Edmonds (1996) gives a good review of the different definitions and their shortcomings, concluding that complexity necessarily depends on the language that is used to model the system. Still, I believe there is a common, “objective” core in the different concepts of complexity. Let us go back to the original Latin word *complexus*, which signifies “entwined”, “twisted together”. This may be interpreted in the following way: in order to have a complex you need two or more components, which are joined in such a way that it is difficult to separate them. Similarly, the Oxford Dictionary defines something as “complex” if it is “made of (usually several) closely connected parts”. Here we find the basic duality between parts which are at the same time distinct and connected. Intuitively then, a system would be more complex if more parts could be distinguished, and if more connections between them existed. More parts to be represented means more extensive models, which require more time to be searched or computed. Since the components of a complex cannot be separated without destroying it, the method of analysis or decomposition into independent modules cannot be used to develop or simplify such models.
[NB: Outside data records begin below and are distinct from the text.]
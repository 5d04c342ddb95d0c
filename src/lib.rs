//! bdcut - template-driven generator for the Chilean territorial codes database
//!
//! bdcut ingests the flat territorial-codes CSV (one commune per row with its
//! parent province and region) and emits a text artifact, typically SQL
//! statements, by applying a declarative JSON "format" to the deduplicated
//! three-level hierarchy.
//!
//! # Architecture Overview
//!
//! Two components compose the pipeline, executed strictly in sequence:
//!
//! 1. **Hierarchy Builder** ([`hierarchy`]) - consumes raw CSV lines and
//!    produces three deduplicated, insertion-ordered mappings (regions,
//!    provinces, communes) keyed by their string identifiers. Regions and
//!    provinces are first-write-wins; communes are last-write-wins.
//! 2. **Template Renderer** ([`templating`]) - consumes the hierarchy plus a
//!    [`format::Format`] and produces an ordered sequence of output
//!    fragments, applying info substitution (`${_field}`), variable
//!    substitution (`${key}`), and an optional name-escaping pass.
//!
//! Control flows one-way from builder to renderer; the hierarchy is handed
//! over by value and never mutated again.
//!
//! # Core Modules
//!
//! - [`cli`] - Command-line interface and pipeline orchestration
//! - [`core`] - Error types and user-friendly error presentation
//! - [`format`] - JSON format-file schema and loader
//! - [`hierarchy`] - CSV hierarchy builder and record types
//! - [`templating`] - Placeholder substitution and output assembly
//! - [`constants`] - Banner text and CLI defaults
//!
//! # Format Files
//!
//! ```json
//! {
//!     "separator": ",\n",
//!     "variables": { "tabla": "comunas" },
//!     "escape": { "'": "''" },
//!     "pre": ["BEGIN;"],
//!     "pre-comunas": ["INSERT INTO ${tabla} VALUES"],
//!     "comunas": "(${_id},'${_name}',${_provinciaId})",
//!     "post": [";", "COMMIT;"]
//! }
//! ```
//!
//! # Command-Line Usage
//!
//! ```bash
//! bdcut formatos/postgres.json postgres.sql
//! bdcut formatos/mysql.json mysql.sql BD/CSV_utf8/BDCUT_CL__CSV_UTF8.csv
//! ```

pub mod cli;
pub mod constants;
pub mod core;
pub mod format;
pub mod hierarchy;
pub mod templating;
This implies that complex entities will be difficult to model, that eventual models will be difficult to use for prediction or control, and that problems will be difficult to solve. This accounts for the connotation of difficult, which the word “complex” has received in later periods.

The aspects of distinction and connection determine two dimensions characterizing complexity. Distinction corresponds to variety, to heterogeneity, to the fact that different parts of the complex behave differently. Connection corresponds to constraint, to redundancy, to the fact that different parts are not independent, but that the knowledge of one part allows the determination of features of the other parts. Distinction leads in the limit to disorder, chaos or entropy, like in a gas, where the position of any gas molecule is completely independent of the position of the other molecules. Connection leads to order or negentropy, like in a perfect crystal, where the position of a molecule is completely determined by the positions of the neighbouring molecules to which it is bound. Complexity can only exist if both aspects are present: neither perfect disorder (which can be described statistically through the law of large numbers), nor perfect order (which can be described by traditional deterministic methods) are complex. It thus can be said to be situated in between order and disorder, or, using a recently fashionable expression, “on the edge of chaos”.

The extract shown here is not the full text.